Bear laughed again and I smiled. “You’re funny, kid. You know that?”
“I am?” I’d been called crazy, weird, strange, talkative, but never funny. I decided that I liked being called funny.
“Yeah,” he said pushing the money closer to me. He looked up and around the counter. “No cameras in here?”
“I never seen one, but Emma is cheap, that’s what Mama says cause she used fake flowers at her wedding, so maybe she didn’t buy cameras.” I blurted, eager to say anything to elicit another smile from Bear.
“Make sure you keep this money safe. Hide it somewhere. Don’t tell anyone. It’s a secret between you and me,” he said with a wink. I tried to wink back but only managed to blink both my eyes at him like the genie on the old reruns of I Dream of Genie. Bear reached over and pushed some of my crazy stray hairs out of my face, tucking it back behind my ear. His fingers were rough but gentle, and when he withdrew his hand I wanted nothing more than for my hair to spring back out so he could do it again.
“I don’t want your money,” I blurted. I’d gone to the dollar store last week with my three-dollar allowance and couldn’t find a single thing I really wanted. Three hundred some things were way more than I could ever want.
“Well in my world when someone does a favor, we repay that favor,” Bear said, resting his chin on his hand. My eyes darted to the ring on his middle finger, a skull with a shiny stone in the center of the eye. Bear looked down, following my gaze. “You like that?” he asked, taking the ring off his finger.

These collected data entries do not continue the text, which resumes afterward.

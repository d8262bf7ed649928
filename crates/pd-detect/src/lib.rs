//! Production detection for one machine module.
//!
//! The components turn raw machine events into the production timeline kept
//! by a [`pd_core::Store`]:
//! - [`OperationCycleDetection`] builds operation cycles and the gaps between them
//! - [`OperationDetection`] starts, extends and stops operations on the slot timeline
//! - [`SequenceDetection`] keeps sequence slots and auto-sequences
//! - [`SequenceMilestoneDetection`] tracks progress inside the current sequence
//! - [`MasterDetection`] turns stamps into calls to the other components
//!
//! Every public call takes a [`pd_core::TxScope`]. With `Own` the call runs in
//! its own transaction and the after-commit hooks fire once it committed; with
//! `Inherited` it joins the caller's transaction and leaves the after-commit
//! hooks to the caller.

mod context;
mod master;
mod milestone;
mod operation;
mod operation_cycle;
mod sequence;

pub use context::DetectionContext;
pub use master::MasterDetection;
pub use milestone::SequenceMilestoneDetection;
pub use operation::OperationDetection;
pub use operation_cycle::OperationCycleDetection;
pub use sequence::SequenceDetection;

#[cfg(test)]
mod test_support;
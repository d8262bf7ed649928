//! Progress marker of the sequence running on a machine module.

use chrono::{DateTime, Duration, Utc};

use pd_core::{
    DetectionError, SequenceId, SequenceMilestone, Store, TxScope, with_transaction,
};

use crate::context::{DetectionContext, replayable};

/// Keeps the single milestone record of a machine module.
#[derive(Debug, Clone)]
pub struct SequenceMilestoneDetection {
    context: DetectionContext,
}

impl SequenceMilestoneDetection {
    pub const fn new(context: DetectionContext) -> Self {
        Self { context }
    }

    pub const fn context(&self) -> &DetectionContext {
        &self.context
    }

    /// Anchors the milestone at the start of `sequence`.
    pub fn start_sequence<S: Store + ?Sized>(
        &self,
        store: &mut S,
        scope: TxScope,
        date_time: DateTime<Utc>,
        sequence: SequenceId,
    ) -> Result<(), DetectionError> {
        let module = self.context.module();
        with_transaction(
            store,
            scope,
            "SequenceMilestoneDetection.StartSequence",
            replayable(),
            |store| {
                save(
                    store,
                    SequenceMilestone {
                        module,
                        date_time,
                        sequence: Some(sequence),
                        milestone: Some(Duration::zero()),
                        completed: false,
                    },
                )
            },
        )
    }

    /// Records the time already spent in the current sequence.
    ///
    /// Without `sequence` the stored sequence is kept.
    pub fn set_milestone<S: Store + ?Sized>(
        &self,
        store: &mut S,
        scope: TxScope,
        date_time: DateTime<Utc>,
        elapsed: Duration,
        sequence: Option<SequenceId>,
    ) -> Result<(), DetectionError> {
        let module = self.context.module();
        with_transaction(
            store,
            scope,
            "SequenceMilestoneDetection.SetMilestone",
            replayable(),
            |store| -> Result<(), DetectionError> {
                let stored = store.sequence_milestone(module)?;
                let sequence = sequence.or_else(|| stored.and_then(|m| m.sequence));
                save(
                    store,
                    SequenceMilestone {
                        module,
                        date_time,
                        sequence,
                        milestone: Some(elapsed),
                        completed: false,
                    },
                )
            },
        )
    }

    /// Marks the current sequence as completed at `date_time`.
    pub fn tag_sequence_completed<S: Store + ?Sized>(
        &self,
        store: &mut S,
        scope: TxScope,
        date_time: DateTime<Utc>,
    ) -> Result<(), DetectionError> {
        let module = self.context.module();
        with_transaction(
            store,
            scope,
            "SequenceMilestoneDetection.TagSequenceCompleted",
            replayable(),
            |store| -> Result<(), DetectionError> {
                let Some(mut milestone) = store.sequence_milestone(module)? else {
                    return Ok(());
                };
                if milestone.completed {
                    return Ok(());
                }
                milestone.date_time = date_time;
                milestone.completed = true;
                store.save_sequence_milestone(&milestone)?;
                Ok(())
            },
        )
    }

    /// Forgets the milestone; nothing is known about the running sequence any more.
    pub fn cancel<S: Store + ?Sized>(
        &self,
        store: &mut S,
        scope: TxScope,
        date_time: DateTime<Utc>,
    ) -> Result<(), DetectionError> {
        let module = self.context.module();
        with_transaction(
            store,
            scope,
            "SequenceMilestoneDetection.Cancel",
            replayable(),
            |store| -> Result<(), DetectionError> {
                if store.sequence_milestone(module)?.is_some() {
                    tracing::debug!(%module, %date_time, "cancel sequence milestone");
                    store.delete_sequence_milestone(module)?;
                }
                Ok(())
            },
        )
    }

    /// Deletes the milestone when it does not refer to `expected`.
    pub fn check_sequence<S: Store + ?Sized>(
        &self,
        store: &mut S,
        scope: TxScope,
        expected: SequenceId,
    ) -> Result<(), DetectionError> {
        let module = self.context.module();
        with_transaction(
            store,
            scope,
            "SequenceMilestoneDetection.CheckSequence",
            replayable(),
            |store| -> Result<(), DetectionError> {
                let Some(milestone) = store.sequence_milestone(module)? else {
                    return Ok(());
                };
                if milestone.sequence != Some(expected) {
                    tracing::debug!(
                        %module,
                        stored = ?milestone.sequence,
                        %expected,
                        "sequence milestone does not match, delete it"
                    );
                    store.delete_sequence_milestone(module)?;
                }
                Ok(())
            },
        )
    }
}

fn save<S: Store + ?Sized>(
    store: &mut S,
    milestone: SequenceMilestone,
) -> Result<(), DetectionError> {
    if store.sequence_milestone(milestone.module)?.as_ref() == Some(&milestone) {
        return Ok(());
    }
    store.save_sequence_milestone(&milestone)?;
    Ok(())
}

“Yeah, I never seen nothing like it.”
Bear held it between two fingers and looked down at it like he was seeing it for the first time. He was quiet and his forehead scrunched like he was thinking about something the same way mine did when I did my math homework. “I have an idea,” he said, setting the ring on the counter. “This ring? It’s a promise. In my club, when we give this to someone it represents a promise.”
“A promise for what?” I asked, staring down at the ring, amazed, as if it were hovering in mid-air.

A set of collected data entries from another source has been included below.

impl MasterDetection {
    pub fn new(context: DetectionContext) -> Self {
        Self {
            operation: OperationDetection::new(context.clone()),
            cycle: OperationCycleDetection::new(context.clone()),
            sequence: SequenceDetection::new(context.clone()),
            context,
            last_coherence: None,
        }
    }

    pub const fn context(&self) -> &DetectionContext {
        &self.context
    }

    pub const fn operation_detection(&self) -> &OperationDetection {
        &self.operation
    }

    pub const fn operation_cycle_detection(&self) -> &OperationCycleDetection {
        &self.cycle
    }

    pub const fn sequence_detection(&self) -> &SequenceDetection {
        &self.sequence
    }

    pub const fn milestone_detection(&self) -> &SequenceMilestoneDetection {
        self.sequence.milestone_detection()
    }

    /// Applies a stamp reached at `date_time`.
    ///
    /// An incoherent stamp is logged and rejected with
    /// [`DetectionError::IncoherentStamp`]. A standalone operation or component
    /// tag has no rule yet and fails with [`DetectionError::NotImplemented`].
    pub fn start_stamp<S: Store + ?Sized>(
        &mut self,
        store: &mut S,
        stamp: &Stamp,
        quantity: Option<i32>,
        date_time: DateTime<Utc>,
    ) -> Result<(), DetectionError> {
        self.guarded(store, "start_stamp", stamp.is_cycle_boundary(), |master, store| {
            master.apply_stamp(store, stamp, quantity, date_time)
        })
    }

    pub fn start_cycle<S: Store + ?Sized>(
        &mut self,
        store: &mut S,
        date_time: DateTime<Utc>,
    ) -> Result<(), DetectionError> {
        self.guarded(store, "start_cycle", true, |master, store| {
            master.cycle.start_cycle(store, TxScope::Own, date_time)
        })
    }

    /// Starts a cycle of the operation with `code`, starting that operation first.
    pub fn start_cycle_with_operation_code<S: Store + ?Sized>(
        &mut self,
        store: &mut S,
        code: &str,
        date_time: DateTime<Utc>,
    ) -> Result<(), DetectionError> {
        self.guarded(store, "start_cycle_with_operation_code", true, |master, store| {
            let config = master.context.config();
            if let Some(operation) = master.operation_from_code(store, &config, code, date_time)? {
                tracing::debug!(%operation, %date_time, "cycle begin with an operation, start it");
                master.start_operation(store, operation, date_time)?;
            }
            master.cycle.start_cycle(store, TxScope::Own, date_time)
        })
    }

    pub fn stop_cycle<S: Store + ?Sized>(
        &mut self,
        store: &mut S,
        quantity: Option<i32>,
        date_time: DateTime<Utc>,
    ) -> Result<(), DetectionError> {
        self.guarded(store, "stop_cycle", true, |master, store| {
            master
                .cycle
                .stop_cycle(store, TxScope::Own, quantity, date_time)
        })
    }

    /// Stops a cycle of the operation with `code`, extending that operation first.
    pub fn stop_cycle_with_operation_code<S: Store + ?Sized>(
        &mut self,
        store: &mut S,
        code: &str,
        quantity: Option<i32>,
        date_time: DateTime<Utc>,
    ) -> Result<(), DetectionError> {
        self.guarded(store, "stop_cycle_with_operation_code", true, |master, store| {
            let config = master.context.config();
            if let Some(operation) = master.operation_from_code(store, &config, code, date_time)? {
                tracing::debug!(%operation, %date_time, "cycle end with an operation, extend it");
                master
                    .operation
                    .extend_operation(store, TxScope::Own, Some(operation), date_time)?;
            }
            master
                .cycle
                .stop_cycle(store, TxScope::Own, quantity, date_time)
        })
    }

    pub fn start_stop_cycle<S: Store + ?Sized>(
        &mut self,
        store: &mut S,
        begin: DateTime<Utc>,
        end: DateTime<Utc>,
    ) -> Result<(), DetectionError> {
        self.guarded(store, "start_stop_cycle", true, |master, store| {
            master
                .cycle
                .start_stop_cycle(store, TxScope::Own, begin, end)
        })
    }

    /// The running program ended: the current sequence stops at `date_time`.
    pub fn stop_sequence<S: Store + ?Sized>(
        &mut self,
        store: &mut S,
        date_time: DateTime<Utc>,
    ) -> Result<(), DetectionError> {
        self.guarded(store, "stop_sequence", false, |master, store| {
            master
                .sequence
                .stop_sequence(store, TxScope::Own, date_time)
        })
    }

    pub fn detection_process_start(&self) -> Result<(), DetectionError> {
        self.cycle.detection_process_start()
    }

    pub fn detection_process_complete(&self) -> Result<(), DetectionError> {
        self.cycle.detection_process_complete()
    }

    /// Runs `f`, tracing a failure at the level its kind deserves.
    ///
    /// Failures of cycle events also reach the cycle extensions; if those
    /// fail, their error is attached to the returned one.
    fn guarded<S, T, F>(
        &mut self,
        store: &mut S,
        call: &'static str,
        cycle_event: bool,
        f: F,
    ) -> Result<T, DetectionError>
    where
        S: Store + ?Sized,
        F: FnOnce(&mut Self, &mut S) -> Result<T, DetectionError>,
    {
        self.context.liveness().set_active();
        f(self, store).map_err(|err| {
            self.context.report_failure(call, &err);
            if !cycle_event {
                return err;
            }
            match self.cycle.detection_process_error(&err) {
                Ok(()) => err,
                Err(hook_err) => err.with_hook_error(hook_err),
            }
        })
    }

    fn apply_stamp<S: Store + ?Sized>(
        &mut self,
        store: &mut S,
        stamp: &Stamp,
        quantity: Option<i32>,
        date_time: DateTime<Utc>,
    ) -> Result<(), DetectionError> {
        let module = self.context.module();
        let sequence = match stamp.sequence {
            Some(id) => Some(store.sequence(id)?.ok_or(DetectionError::UnknownReference {
                what: "sequence",
                id: id.get(),
            })?),
            None => None,
        };
        if let Some(reason) = self.check_coherence(store, stamp, sequence.as_ref(), quantity, date_time)? {
            tracing::error!(%module, stamp = %stamp.id, %reason, "stamp is not coherent");
            return Err(DetectionError::IncoherentStamp {
                stamp: stamp.id,
                reason,
            });
        }

        let iso_file = if stamp.iso_file_end {
            tracing::debug!(%module, stamp = %stamp.id, "iso file end");
            self.sequence
                .stop_sequence(store, TxScope::Own, date_time)?;
            None
        } else {
            stamp.iso_file
        };
        with_transaction(
            store,
            TxScope::Own,
            "Detection.Master.StartStampIsoFileAssociation",
            replayable(),
            |store| store.apply_iso_file_association(module, date_time, iso_file),
        )?;

        if stamp.operation_cycle_begin {
            let operation = stamp
                .operation
                .or_else(|| sequence.as_ref().map(|sequence| sequence.operation));
            if let Some(operation) = operation {
                tracing::debug!(%module, stamp = %stamp.id, %operation, "cycle begin with an operation, start it");
                self.start_operation(store, operation, date_time)?;
            }
        }
        if stamp.operation_cycle_end {
            self.operation
                .extend_operation(store, TxScope::Own, stamp.operation, date_time)?;
        }
        if let Some(sequence) = &sequence {
            tracing::debug!(%module, stamp = %stamp.id, sequence = %sequence.id, "sequence start");
            // serializable, may wait on the other modules of the machine
            self.context.liveness().pause_check();
            let started = self
                .sequence
                .start_sequence(store, TxScope::Own, sequence, date_time);
            self.context.liveness().resume_check();
            started?;
        }
        if stamp.operation.is_some() && !stamp.is_cycle_boundary() {
            tracing::error!(%module, stamp = %stamp.id, "operation stamp outside a cycle boundary");
            return Err(DetectionError::NotImplemented(
                "operation stamp outside a cycle boundary",
            ));
        }
        if stamp.component.is_some() {
            tracing::error!(%module, stamp = %stamp.id, "component stamp");
            return Err(DetectionError::NotImplemented("component stamp"));
        }
        if stamp.operation_cycle_begin {
            self.cycle.start_cycle(store, TxScope::Own, date_time)?;
        }
        if stamp.operation_cycle_end {
            self.cycle
                .stop_cycle(store, TxScope::Own, quantity, date_time)?;
        }
        Ok(())
    }

    fn start_operation<S: Store + ?Sized>(
        &mut self,
        store: &mut S,
        operation: OperationId,
        date_time: DateTime<Utc>,
    ) -> Result<(), DetectionError> {
        self.operation
            .start_operation(store, TxScope::Own, operation, date_time)?;
        self.sequence
            .start_auto_only_operation(store, TxScope::Own, operation, date_time)
    }

    /// The coherence verdict of `stamp`.
    ///
    /// Computed and logged once while the same stamp is re-driven.
    fn check_coherence<S: Store + ?Sized>(
        &mut self,
        store: &mut S,
        stamp: &Stamp,
        sequence: Option<&Sequence>,
        quantity: Option<i32>,
        date_time: DateTime<Utc>,
    ) -> Result<Option<String>, DetectionError> {
        if let Some((_, verdict)) = self
            .last_coherence
            .as_ref()
            .filter(|(id, _)| *id == stamp.id)
        {
            return Ok(verdict.clone());
        }
        let verdict = self.incoherence(store, stamp, sequence, quantity, date_time)?;
        self.last_coherence = Some((stamp.id, verdict.clone()));
        Ok(verdict)
    }

    fn incoherence<S: Store + ?Sized>(
        &self,
        store: &mut S,
        stamp: &Stamp,
        sequence: Option<&Sequence>,
        quantity: Option<i32>,
        date_time: DateTime<Utc>,
    ) -> Result<Option<String>, DetectionError> {
        if let Some(quantity) = quantity.filter(|_| !stamp.operation_cycle_end) {
            let message = format!(
                "Quantity {quantity} with a stamp {} that is not a cycle end",
                stamp.id
            );
            self.log(store, LogLevel::Warn, date_time, message)?;
        }

        let reason = if stamp.operation_cycle_begin && stamp.operation_cycle_end {
            Some(format!(
                "Stamp {} is both an operation cycle begin and end",
                stamp.id
            ))
        } else if let Some(sequence) = sequence {
            if stamp.iso_file_end {
                Some(format!(
                    "Sequence {} and IsoFileEnd in the same time",
                    sequence.id
                ))
            } else if let Some(operation) = stamp
                .operation
                .filter(|&operation| operation != sequence.operation)
            {
                Some(format!(
                    "Sequence {} and Operation {operation} not compatible",
                    sequence.id
                ))
            } else {
                match stamp.component {
                    Some(component)
                        if !store.is_sequence_compatible_with_component(sequence.id, component)? =>
                    {
                        Some(format!(
                            "Sequence {} and Component {component} not compatible",
                            sequence.id
                        ))
                    }
                    _ => None,
                }
            }
        } else {
            match (stamp.operation, stamp.component) {
                (Some(operation), Some(component))
                    if !store.is_operation_compatible_with_component(operation, component)? =>
                {
                    Some(format!(
                        "Operation {operation} and Component {component} not compatible"
                    ))
                }
                _ => None,
            }
        };

        if let Some(reason) = &reason {
            self.log(store, LogLevel::Error, date_time, reason.clone())?;
        }
        Ok(reason)
    }

    /// Resolves an operation code, creating the operation when allowed.
    fn operation_from_code<S: Store + ?Sized>(
        &self,
        store: &mut S,
        config: &DetectionConfig,
        code: &str,
        date_time: DateTime<Utc>,
    ) -> Result<Option<OperationId>, DetectionError> {
        if code.is_empty() {
            tracing::debug!("empty operation code");
            return Ok(None);
        }
        let operations = store.operations_by_code(code)?;
        match operations.as_slice() {
            [operation] => Ok(Some(operation.id)),
            [] if config.create_operation_from_code => {
                tracing::warn!(code, "no operation with this code, create it");
                let operation = with_transaction(
                    store,
                    TxScope::Own,
                    "Detection.CreateOperationFromCode",
                    replayable(),
                    |store| store.create_operation(code),
                )?;
                Ok(Some(operation.id))
            }
            [] => {
                let message = format!("operation code {code} does not exist, skip it");
                tracing::error!("{message}");
                self.log(store, LogLevel::Error, date_time, message)?;
                Ok(None)
            }
            _ => {
                let message = format!(
                    "there are {} operations with the same operation code {code}, give up",
                    operations.len()
                );
                tracing::error!("{message}");
                self.log(store, LogLevel::Error, date_time, message)?;
                Ok(None)
            }
        }
    }

    fn log<S: Store + ?Sized>(
        &self,
        store: &mut S,
        level: LogLevel,
        date_time: DateTime<Utc>,
        message: String,
    ) -> Result<(), DetectionError> {
        with_transaction(
            store,
            TxScope::Own,
            "Detection.Master.Log",
            replayable(),
            |store| self.context.log(store, SOURCE, level, date_time, message),
        )?;
        Ok(())
    }
}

“A favor, whatever you need. It means I owe you.”
“Me?”
“Yes,” he said, tucking the bills back into his pocket. He slid the ring onto my thumb, it was so big I had to close my fingers around it to keep it in place.
“Wow. Cool!” I looked up into his eyes and smiled. “Thank you. I’ll keep it safe I promise and I won’t use it unless it’s super important.”
“I know you won’t,” Bear said. A throat cleared and we both looked toward the sound. Standing by the open door was yet another man wearing the same type of vest.
“We gotta go, man. Chop called. We gotta be back at the MC in twenty minutes.”
“Gotta go, Darlin’, You make sure you keep that safe okay?” Bear tapped his finger over my closed fist.
“I’m not gonna tell no one. I swear it,” I said, making a cross over my chest, something you only do when you are very serious about the promise you were making and I wanted Bear to know how serious I was about keeping quiet.
With a wink and a clamoring of the bell against the door, he was gone.
I watched as he slapped the back of the head of the dark-haired man who tried to rob the store. They exchanged some angry words before putting helmets on and heading back down the road. The third man following close behind.
Not thirty seconds after the last biker had left, Emma May sauntered through the door. “Anything exciting happen while I was gone?” she called out, heading for the back room.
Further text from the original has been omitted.